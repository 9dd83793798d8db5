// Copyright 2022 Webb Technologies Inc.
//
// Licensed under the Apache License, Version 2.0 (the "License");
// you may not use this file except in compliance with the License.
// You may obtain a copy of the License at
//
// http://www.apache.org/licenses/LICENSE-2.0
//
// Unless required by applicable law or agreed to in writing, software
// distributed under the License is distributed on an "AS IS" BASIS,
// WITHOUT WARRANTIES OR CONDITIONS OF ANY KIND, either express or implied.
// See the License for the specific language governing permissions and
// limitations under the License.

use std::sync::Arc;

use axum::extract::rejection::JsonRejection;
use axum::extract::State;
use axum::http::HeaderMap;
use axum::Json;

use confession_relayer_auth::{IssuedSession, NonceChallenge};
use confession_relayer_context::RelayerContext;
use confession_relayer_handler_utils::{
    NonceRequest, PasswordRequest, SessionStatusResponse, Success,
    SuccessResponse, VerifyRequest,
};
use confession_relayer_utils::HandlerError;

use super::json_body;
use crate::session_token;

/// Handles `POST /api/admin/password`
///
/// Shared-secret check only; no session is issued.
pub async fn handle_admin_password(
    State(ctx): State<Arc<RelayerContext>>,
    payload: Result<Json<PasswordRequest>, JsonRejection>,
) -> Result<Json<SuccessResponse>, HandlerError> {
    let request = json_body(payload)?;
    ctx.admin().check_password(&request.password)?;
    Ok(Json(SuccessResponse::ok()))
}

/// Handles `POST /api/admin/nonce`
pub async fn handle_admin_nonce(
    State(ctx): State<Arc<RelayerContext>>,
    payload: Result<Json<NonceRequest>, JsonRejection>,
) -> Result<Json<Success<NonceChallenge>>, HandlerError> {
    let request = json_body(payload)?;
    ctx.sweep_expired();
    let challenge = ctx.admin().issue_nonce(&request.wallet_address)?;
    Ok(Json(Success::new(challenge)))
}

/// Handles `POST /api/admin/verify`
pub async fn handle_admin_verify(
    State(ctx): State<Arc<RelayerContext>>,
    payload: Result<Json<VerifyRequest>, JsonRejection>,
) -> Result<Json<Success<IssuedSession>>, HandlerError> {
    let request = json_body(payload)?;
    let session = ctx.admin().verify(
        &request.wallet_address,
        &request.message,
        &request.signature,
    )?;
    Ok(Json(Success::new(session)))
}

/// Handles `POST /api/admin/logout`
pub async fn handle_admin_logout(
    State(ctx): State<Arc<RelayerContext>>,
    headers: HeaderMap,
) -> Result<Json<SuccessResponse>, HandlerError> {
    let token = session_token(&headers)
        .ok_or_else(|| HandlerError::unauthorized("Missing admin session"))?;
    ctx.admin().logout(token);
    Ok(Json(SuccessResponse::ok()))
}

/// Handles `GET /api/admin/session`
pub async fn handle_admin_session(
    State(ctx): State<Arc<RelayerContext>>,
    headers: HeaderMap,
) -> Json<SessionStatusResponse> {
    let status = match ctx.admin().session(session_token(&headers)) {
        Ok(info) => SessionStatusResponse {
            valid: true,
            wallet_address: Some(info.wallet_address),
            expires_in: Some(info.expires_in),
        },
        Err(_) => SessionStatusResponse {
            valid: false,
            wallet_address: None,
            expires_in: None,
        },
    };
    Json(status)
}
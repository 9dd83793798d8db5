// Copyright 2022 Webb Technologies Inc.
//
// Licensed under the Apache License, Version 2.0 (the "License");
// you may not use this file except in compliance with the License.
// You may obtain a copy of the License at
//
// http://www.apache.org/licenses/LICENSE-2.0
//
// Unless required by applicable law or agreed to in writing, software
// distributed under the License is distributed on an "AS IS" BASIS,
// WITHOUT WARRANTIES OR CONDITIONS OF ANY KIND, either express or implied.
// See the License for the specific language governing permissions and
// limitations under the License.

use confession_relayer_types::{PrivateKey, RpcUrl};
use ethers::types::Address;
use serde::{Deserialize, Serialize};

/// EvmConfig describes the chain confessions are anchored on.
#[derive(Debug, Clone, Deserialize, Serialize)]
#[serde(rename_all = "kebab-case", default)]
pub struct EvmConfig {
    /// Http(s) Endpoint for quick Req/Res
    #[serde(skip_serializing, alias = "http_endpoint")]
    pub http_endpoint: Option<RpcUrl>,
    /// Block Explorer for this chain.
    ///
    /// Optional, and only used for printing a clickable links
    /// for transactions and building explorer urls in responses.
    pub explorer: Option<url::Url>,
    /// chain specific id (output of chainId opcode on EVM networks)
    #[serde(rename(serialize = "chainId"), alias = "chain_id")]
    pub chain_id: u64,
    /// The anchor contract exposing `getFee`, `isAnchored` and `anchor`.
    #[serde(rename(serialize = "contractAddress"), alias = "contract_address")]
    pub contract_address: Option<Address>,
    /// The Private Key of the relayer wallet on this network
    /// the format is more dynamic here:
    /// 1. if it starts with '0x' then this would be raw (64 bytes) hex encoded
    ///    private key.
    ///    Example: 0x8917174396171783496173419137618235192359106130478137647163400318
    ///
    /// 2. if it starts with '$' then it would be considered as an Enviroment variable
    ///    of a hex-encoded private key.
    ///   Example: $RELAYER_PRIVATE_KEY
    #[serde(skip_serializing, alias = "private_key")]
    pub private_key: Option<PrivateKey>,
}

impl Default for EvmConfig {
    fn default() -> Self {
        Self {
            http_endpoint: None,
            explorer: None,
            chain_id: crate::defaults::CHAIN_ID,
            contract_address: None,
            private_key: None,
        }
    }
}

___

• EXERCISE: Work through the records above line by line and count those that hold the string "IssuedSession". Give only the result.

• RESPONSE TO THE EXERCISE: 2